Everything from the first line of the records to the line containing "it with zero-cost", inclusive, is to be extracted exactly, and nothing more.

START Records for this task

//! Problem definitions.
//!
//! An [`AssignmentProblem`] pairs rows (agents) with columns (jobs) one to
//! one. A [`TransportationProblem`] ships quantities from sources to
//! destinations under supply and demand limits.
//!
//! # Reference
//! Taha (2017), "Operations Research: An Introduction", Ch. 5

use serde::{Deserialize, Serialize};

use super::{CostMatrix, RestrictionMask};

/// Objective direction of an assignment problem.
#[derive(Debug, Clone, Copy, PartialEq, Eq, Default, Serialize, Deserialize)]
pub enum ProblemType {
    /// Minimize total cost.
    #[default]
    Minimization,
    /// Maximize total value (converted to minimization internally).
    Maximization,
}

/// An assignment problem: cost matrix, direction, optional forbidden cells.
///
/// The matrix may be rectangular; the solver balances it with zero-cost
/// dummy rows or columns.
#[derive(Debug, Clone, PartialEq, Serialize, Deserialize)]
pub struct AssignmentProblem {
    /// Original costs (rows × columns).
    pub costs: CostMatrix,
    /// Minimization or maximization.
    pub problem_type: ProblemType,
    /// Cells that may never be assigned. `None` = no restrictions.
    pub restrictions: Option<RestrictionMask>,
}

impl AssignmentProblem {
    /// Creates a minimization problem without restrictions.
    pub fn new(costs: impl Into<CostMatrix>) -> Self {
        Self {
            costs: costs.into(),
            problem_type: ProblemType::Minimization,
            restrictions: None,
        }
    }

    /// Sets the objective direction.
    pub fn with_problem_type(mut self, problem_type: ProblemType) -> Self {
        self.problem_type = problem_type;
        self
    }

    /// Shorthand for `with_problem_type(ProblemType::Maximization)`.
    pub fn maximize(self) -> Self {
        self.with_problem_type(ProblemType::Maximization)
    }

    /// Sets the restriction mask.
    pub fn with_restrictions(mut self, restrictions: impl Into<RestrictionMask>) -> Self {
        self.restrictions = Some(restrictions.into());
        self
    }

    /// Number of real rows.
    pub fn rows(&self) -> usize {
        self.costs.rows()
    }

    /// Number of real columns.
    pub fn cols(&self) -> usize {
        self.costs.cols()
    }

    /// Whether `(row, col)` is forbidden.
    pub fn is_restricted(&self, row: usize, col: usize) -> bool {
        self.restrictions
            .as_ref()
            .is_some_and(|m| m.is_restricted(row, col))
    }
}

/// A transportation problem.
///
/// `supply[i]` is available at source `i`, `demand[j]` is required at
/// destination `j`, and `costs[i][j]` is the unit shipping cost.
#[derive(Debug, Clone, PartialEq, Serialize, Deserialize)]
pub struct TransportationProblem {
    /// Quantity available per source (length m).
    pub supply: Vec<f64>,
    /// Quantity required per destination (length n).
    pub demand: Vec<f64>,
    /// Unit costs (m × n).
    pub costs: CostMatrix,
}

impl TransportationProblem {
    /// Creates a transportation problem.
    pub fn new(supply: Vec<f64>, demand: Vec<f64>, costs: impl Into<CostMatrix>) -> Self {
        Self {
            supply,
            demand,
            costs: costs.into(),
        }
    }

    /// Number of sources.
    pub fn sources(&self) -> usize {
        self.supply.len()
    }

    /// Number of destinations.
    pub fn destinations(&self) -> usize {
        self.demand.len()
    }

    /// Sum of all supply.
    pub fn total_supply(&self) -> f64 {
        self.supply.iter().sum()
    }

    /// Sum of all demand.
    pub fn total_demand(&self) -> f64 {
        self.demand.iter().sum()
    }

    /// Whether total supply equals total demand within `epsilon`.
    pub fn is_balanced(&self, epsilon: f64) -> bool {
        (self.total_supply() - self.total_demand()).abs() <= epsilon
    }
}

/// A zero-cost line synthesised to balance supply and demand.
#[derive(Debug, Clone, Copy, PartialEq, Serialize, Deserialize)]
pub enum DummyLine {
    /// Extra source row absorbing unmet demand.
    Source { index: usize, quantity: f64 },
    /// Extra destination column absorbing surplus supply.
    Destination { index: usize, quantity: f64 },
}

impl DummyLine {
    /// Quantity carried by the dummy line.
    pub fn quantity(&self) -> f64 {
        match self {
            Self::Source { quantity, .. } | Self::Destination { quantity, .. } => *quantity,
        }
    }
}
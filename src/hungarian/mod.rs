//! Hungarian method for the assignment problem.
//!
//! # Algorithm
//!
//! 1. Maximization → minimization (`v -> max - v`).
//! 2. Balance to n × n with zero-cost dummy rows or columns.
//! 3. Row reduction, then column reduction for columns without a zero.
//! 4. Cover all zeros with the minimum number of lines. If the cover has
//!    n lines the matrix holds an optimal assignment; otherwise subtract
//!    the smallest uncovered value from every uncovered cell, add it to
//!    every intersection, and cover again.
//! 5. Read the assignment off the zeros.
//!
//! Restricted cells never act as zeros. The adjust loop is capped (see
//! [`SolverConfig::adjust_cap`]) and fails with
//! [`SolveError::NonConvergence`] when the cap is hit.
//!
//! # Reference
//! - Kuhn (1955), "The Hungarian Method for the Assignment Problem"
//! - Munkres (1957), "Algorithms for the Assignment and Transportation Problems"

mod cover;
mod extraction;
mod reduction;

pub use cover::{find_admissible_cover, find_min_cover};
pub use reduction::{adjust, normalize, reduce_columns, reduce_rows, square};

use tracing::{debug, info, trace, warn};

use crate::config::SolverConfig;
use crate::error::{SolveError, SolveResult, SolverPhase};
use crate::models::{
    Assignment, AssignmentProblem, AssignmentSolution, HungarianStep, RestrictionMask,
    SolveWarning,
};
use crate::validation::validate_assignment;

/// Hungarian-method solver.
///
/// # Example
/// ```
/// use u_allocation::hungarian::HungarianSolver;
/// use u_allocation::models::AssignmentProblem;
///
/// let problem = AssignmentProblem::new(vec![
///     vec![9, 2, 7, 8],
///     vec![6, 4, 3, 7],
///     vec![5, 8, 1, 8],
///     vec![7, 6, 9, 4],
/// ]);
/// let solution = HungarianSolver::new().solve(&problem).unwrap();
/// assert_eq!(solution.total_cost, 13.0);
/// assert_eq!(solution.assignment.len(), 4);
/// ```
#[derive(Debug, Clone, Default)]
pub struct HungarianSolver {
    config: SolverConfig,
}

impl HungarianSolver {
    /// Creates a solver with the default configuration.
    pub fn new() -> Self {
        Self::default()
    }

    /// Creates a solver with the given configuration.
    pub fn with_config(config: SolverConfig) -> Self {
        Self { config }
    }

    /// The active configuration.
    pub fn config(&self) -> &SolverConfig {
        &self.config
    }

    /// Solves an assignment problem.
    ///
    /// # Errors
    /// - [`SolveError::InvalidInput`] for empty, ragged or non-finite
    ///   costs, or a restriction mask of the wrong shape.
    /// - [`SolveError::NonConvergence`] if the adjust loop hits its cap.
    pub fn solve(&self, problem: &AssignmentProblem) -> SolveResult<AssignmentSolution> {
        validate_assignment(problem).map_err(SolveError::InvalidInput)?;

        let eps = self.config.epsilon;
        let record = self.config.record_steps;
        let mask = problem.restrictions.as_ref();
        let (rows, cols) = (problem.rows(), problem.cols());
        let mut steps = Vec::new();
        let mut warnings = Vec::new();

        let (normalized, max_value) = normalize(&problem.costs, problem.problem_type);
        if let Some(max_value) = max_value.filter(|_| record) {
            steps.push(HungarianStep::Normalized {
                max_value,
                matrix: normalized.clone(),
            });
        }

        // Padding needs no mask change: cells outside the mask are unrestricted.
        let (squared, dummy_rows, dummy_cols) = square(&normalized);
        let n = squared.rows();
        if record && (dummy_rows > 0 || dummy_cols > 0) {
            steps.push(HungarianStep::Squared {
                dummy_rows,
                dummy_cols,
                matrix: squared.clone(),
            });
        }

        let (row_reduced, minima) = reduce_rows(&squared, mask);
        for (row, _) in minima.iter().enumerate().filter(|(_, m)| m.is_none()) {
            warn!(row, "every cell of the row is restricted, skipping reduction");
            warnings.push(SolveWarning::AllCellsRestricted { row });
        }
        trace!(matrix = ?row_reduced, "row reduced");
        if record {
            steps.push(HungarianStep::RowReduced {
                minima,
                matrix: row_reduced.clone(),
            });
        }

        let (mut matrix, minima) = reduce_columns(&row_reduced, mask, eps);
        trace!(matrix = ?matrix, "column reduced");
        if record {
            steps.push(HungarianStep::ColumnReduced {
                minima,
                matrix: matrix.clone(),
            });
        }

        let cap = self.config.adjust_cap(n);
        let mut iterations = 0;
        loop {
            let cover = find_admissible_cover(&matrix, mask, eps);
            let lines = cover.line_count();
            debug!(iteration = iterations, lines, dimension = n, "zeros covered");
            if record {
                steps.push(HungarianStep::Covered {
                    iteration: iterations,
                    cover: cover.clone(),
                });
            }
            if lines >= n {
                break;
            }

            let Some((adjusted, min_value)) = adjust(&matrix, &cover, mask) else {
                debug!(lines, dimension = n, "no uncovered admissible cell left");
                break;
            };
            if iterations >= cap {
                return Err(SolveError::NonConvergence {
                    phase: SolverPhase::HungarianAdjust,
                    iterations,
                    detail: format!("last cover has {lines} of {n} lines"),
                });
            }
            iterations += 1;
            trace!(matrix = ?adjusted, min_value, "adjusted");
            if record {
                steps.push(HungarianStep::Adjusted {
                    iteration: iterations,
                    min_value,
                    matrix: adjusted.clone(),
                });
            }
            matrix = adjusted;
        }

        let extraction = extraction::extract(&matrix, mask, eps);
        warnings.extend(extraction.warnings);

        let (real, dummy_pairs): (Vec<_>, Vec<_>) = extraction
            .pairs
            .into_iter()
            .partition(|&(r, c)| r < rows && c < cols);
        let assignment = Assignment::new(real);
        let total_cost = assignment.cost(&problem.costs);

        info!(
            rows,
            cols,
            restricted = mask.map_or(0, RestrictionMask::restricted_count),
            iterations,
            total_cost,
            warnings = warnings.len(),
            "assignment solved"
        );

        Ok(AssignmentSolution {
            assignment,
            dummy_pairs,
            total_cost,
            problem_type: problem.problem_type,
            rows,
            cols,
            iterations,
            warnings,
            steps,
        })
    }
}
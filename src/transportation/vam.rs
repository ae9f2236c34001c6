//! Vogel's approximation method (VAM).
//!
//! Builds a basic feasible starting allocation for a balanced
//! transportation problem.
//!
//! # Algorithm
//! Each round:
//! 1. Row penalty = difference between the two smallest costs over
//!    active columns (the cost itself if one column is left).
//! 2. Column penalties likewise over active rows.
//! 3. The line with the highest penalty is selected. Ties go to rows
//!    before columns, then to the lowest index.
//! 4. Its cheapest active cell (lowest index on ties) receives
//!    `min(remaining supply, remaining demand)`.
//! 5. Exhausted rows and columns leave the active set.
//!
//! Rounds continue while an active row and an active column remain.
//! Every round exhausts at least one line, so there are at most
//! `m + n - 1` rounds.
//!
//! # Reference
//! Reinfeld & Vogel (1958), "Mathematical Programming"

use tracing::{debug, trace};

use crate::config::{tolerance, DEFAULT_EPSILON};
use crate::models::{Allocation, CostMatrix, PenaltyLine, VamStep};

/// Result of a VAM run.
#[derive(Debug, Clone, PartialEq)]
pub struct VamOutcome {
    /// Starting allocation.
    pub allocation: Allocation,
    /// `Σ allocation[i][j] * costs[i][j]`.
    pub total_cost: f64,
    /// Allocation rounds (empty unless step recording is enabled).
    pub steps: Vec<VamStep>,
}

/// Vogel's approximation method.
///
/// # Example
/// ```
/// use u_allocation::models::CostMatrix;
/// use u_allocation::transportation::VogelAllocator;
///
/// let costs = CostMatrix::from(vec![
///     vec![19, 30, 50, 10],
///     vec![70, 30, 40, 60],
///     vec![40, 8, 70, 20],
/// ]);
/// let supply = [7.0, 9.0, 18.0];
/// let demand = [5.0, 8.0, 7.0, 14.0];
/// let outcome = VogelAllocator::new().allocate(&supply, &demand, &costs);
/// assert_eq!(outcome.total_cost, 779.0);
/// ```
#[derive(Debug, Clone)]
pub struct VogelAllocator {
    epsilon: f64,
    record_steps: bool,
}

impl Default for VogelAllocator {
    fn default() -> Self {
        Self {
            epsilon: DEFAULT_EPSILON,
            record_steps: false,
        }
    }
}

impl VogelAllocator {
    /// Creates an allocator with default tolerance.
    pub fn new() -> Self {
        Self::default()
    }

    /// Sets the tolerance below which a remaining quantity is exhausted.
    /// Negative values are taken as their magnitude; non-finite values
    /// fall back to [`DEFAULT_EPSILON`].
    pub fn with_epsilon(mut self, epsilon: f64) -> Self {
        self.epsilon = tolerance(epsilon);
        self
    }

    /// Enables or disables step recording.
    pub fn with_record_steps(mut self, record: bool) -> Self {
        self.record_steps = record;
        self
    }

    /// Allocates `supply` to `demand` over `costs` (m × n).
    ///
    /// The problem should be balanced. Otherwise allocation stops once
    /// either side is exhausted and the other keeps a remainder.
    pub fn allocate(&self, supply: &[f64], demand: &[f64], costs: &CostMatrix) -> VamOutcome {
        let eps = self.epsilon;
        let (m, n) = (supply.len(), demand.len());
        let mut remaining_supply = supply.to_vec();
        let mut remaining_demand = demand.to_vec();
        let mut active_rows: Vec<bool> = supply.iter().map(|&s| s > eps).collect();
        let mut active_cols: Vec<bool> = demand.iter().map(|&d| d > eps).collect();
        let mut allocation = Allocation::zeros(m, n);
        let mut steps = Vec::new();

        while active_rows.contains(&true) && active_cols.contains(&true) {
            let row_penalties: Vec<Option<f64>> = (0..m)
                .map(|i| {
                    let line = (0..n).filter(|&j| active_cols[j]).map(|j| costs.get(i, j));
                    if active_rows[i] { penalty(line) } else { None }
                })
                .collect();
            let col_penalties: Vec<Option<f64>> = (0..n)
                .map(|j| {
                    let line = (0..m).filter(|&i| active_rows[i]).map(|i| costs.get(i, j));
                    if active_cols[j] { penalty(line) } else { None }
                })
                .collect();

            let Some(selected) = select_line(&row_penalties, &col_penalties, eps) else {
                break;
            };
            let cell = match selected {
                PenaltyLine::Row(i) => {
                    cheapest((0..n).filter(|&j| active_cols[j]).map(|j| (i, j)), costs)
                }
                PenaltyLine::Column(j) => {
                    cheapest((0..m).filter(|&i| active_rows[i]).map(|i| (i, j)), costs)
                }
            };
            let Some((i, j)) = cell else {
                break;
            };

            let quantity = remaining_supply[i].min(remaining_demand[j]);
            allocation.add(i, j, quantity);
            remaining_supply[i] -= quantity;
            remaining_demand[j] -= quantity;
            if remaining_supply[i] <= eps {
                remaining_supply[i] = 0.0;
                active_rows[i] = false;
            }
            if remaining_demand[j] <= eps {
                remaining_demand[j] = 0.0;
                active_cols[j] = false;
            }

            debug!(?selected, row = i, col = j, quantity, "vam allocation");
            if self.record_steps {
                steps.push(VamStep {
                    row_penalties,
                    col_penalties,
                    selected,
                    cell: (i, j),
                    quantity,
                });
            }
        }

        let total_cost = allocation.cost(costs);
        trace!(allocation = ?allocation, total_cost, "vam finished");
        VamOutcome {
            allocation,
            total_cost,
            steps,
        }
    }
}

/// Gap between the two smallest costs, or the single cost if only one
/// is given. `None` for an empty line.
fn penalty(costs: impl Iterator<Item = f64>) -> Option<f64> {
    let mut lowest: Option<f64> = None;
    let mut second: Option<f64> = None;
    for c in costs {
        match lowest {
            Some(l) if c < l => {
                second = lowest;
                lowest = Some(c);
            }
            Some(_) => {
                if second.map_or(true, |s| c < s) {
                    second = Some(c);
                }
            }
            None => lowest = Some(c),
        }
    }
    match (lowest, second) {
        (Some(l), Some(s)) => Some(s - l),
        (Some(l), None) => Some(l),
        _ => None,
    }
}

/// Highest penalty; rows win ties against columns, lower indices win
/// ties within a side.
fn select_line(
    row_penalties: &[Option<f64>],
    col_penalties: &[Option<f64>],
    epsilon: f64,
) -> Option<PenaltyLine> {
    let rows = row_penalties
        .iter()
        .enumerate()
        .filter_map(|(i, p)| p.map(|p| (PenaltyLine::Row(i), p)));
    let cols = col_penalties
        .iter()
        .enumerate()
        .filter_map(|(j, p)| p.map(|p| (PenaltyLine::Column(j), p)));

    let mut best: Option<(PenaltyLine, f64)> = None;
    for (line, p) in rows.chain(cols) {
        if best.map_or(true, |(_, b)| p > b + epsilon) {
            best = Some((line, p));
        }
    }
    best.map(|(line, _)| line)
}

/// Cheapest cell, first one on ties.
fn cheapest(
    cells: impl Iterator<Item = (usize, usize)>,
    costs: &CostMatrix,
) -> Option<(usize, usize)> {
    let mut best: Option<((usize, usize), f64)> = None;
    for (i, j) in cells {
        let c = costs.get(i, j);
        if best.map_or(true, |(_, b)| c < b) {
            best = Some(((i, j), c));
        }
    }
    best.map(|(cell, _)| cell)
}
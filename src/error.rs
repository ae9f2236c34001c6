//! Solver errors.

use std::fmt;

use serde::{Deserialize, Serialize};
use thiserror::Error;

use crate::validation::ValidationError;

/// Loop that exceeded its iteration cap.
#[derive(Debug, Clone, Copy, PartialEq, Eq, Serialize, Deserialize)]
pub enum SolverPhase {
    /// Hungarian cover → adjust loop.
    HungarianAdjust,
    /// MODI pivot loop.
    ModiPivot,
}

impl fmt::Display for SolverPhase {
    fn fmt(&self, f: &mut fmt::Formatter<'_>) -> fmt::Result {
        match self {
            Self::HungarianAdjust => write!(f, "Hungarian adjust loop"),
            Self::ModiPivot => write!(f, "MODI pivot loop"),
        }
    }
}

/// Fatal solver error.
///
/// Recoverable irregularities (fully restricted rows, extraction gaps,
/// basis completion) are reported as [`crate::models::SolveWarning`]
/// on the solution instead.
#[derive(Debug, Clone, PartialEq, Error)]
pub enum SolveError {
    /// Input rejected before any computation.
    #[error("invalid input: {}", summarize(.0))]
    InvalidInput(Vec<ValidationError>),

    /// An iterative loop hit its cap.
    #[error("{phase} did not converge after {iterations} iterations ({detail})")]
    NonConvergence {
        phase: SolverPhase,
        iterations: usize,
        detail: String,
    },

    /// No alternating loop through the entering cell exists in the
    /// current (degenerate) basis.
    #[error(
        "no closed loop through entering cell ({row}, {col}); basis has {basic_cells} cells"
    )]
    DegenerateLoopSearch {
        row: usize,
        col: usize,
        basic_cells: usize,
    },
}

fn summarize(errors: &[ValidationError]) -> String {
    match errors {
        [] => "no details".to_string(),
        [only] => only.message.clone(),
        [first, rest @ ..] => format!("{} (+{} more)", first.message, rest.len()),
    }
}

/// Result alias used across the crate.
pub type SolveResult<T> = Result<T, SolveError>;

END Records for this task

**Solution**
//! Problem definitions.
//!
//! An [`AssignmentProblem`] pairs rows (agents) with columns (jobs) one to
//! one. A [`TransportationProblem`] ships quantities from sources to
//! destinations under supply and demand limits.
//!
//! # Reference
//! Taha (2017), "Operations Research: An Introduction", Ch. 5

use serde::{Deserialize, Serialize};

use super::{CostMatrix, RestrictionMask};

/// Objective direction of an assignment problem.
#[derive(Debug, Clone, Copy, PartialEq, Eq, Default, Serialize, Deserialize)]
pub enum ProblemType {
    /// Minimize total cost.
    #[default]
    Minimization,
    /// Maximize total value (converted to minimization internally).
    Maximization,
}

/// An assignment problem: cost matrix, direction, optional forbidden cells.
///
/// The matrix may be rectangular; the solver balances it with zero-cost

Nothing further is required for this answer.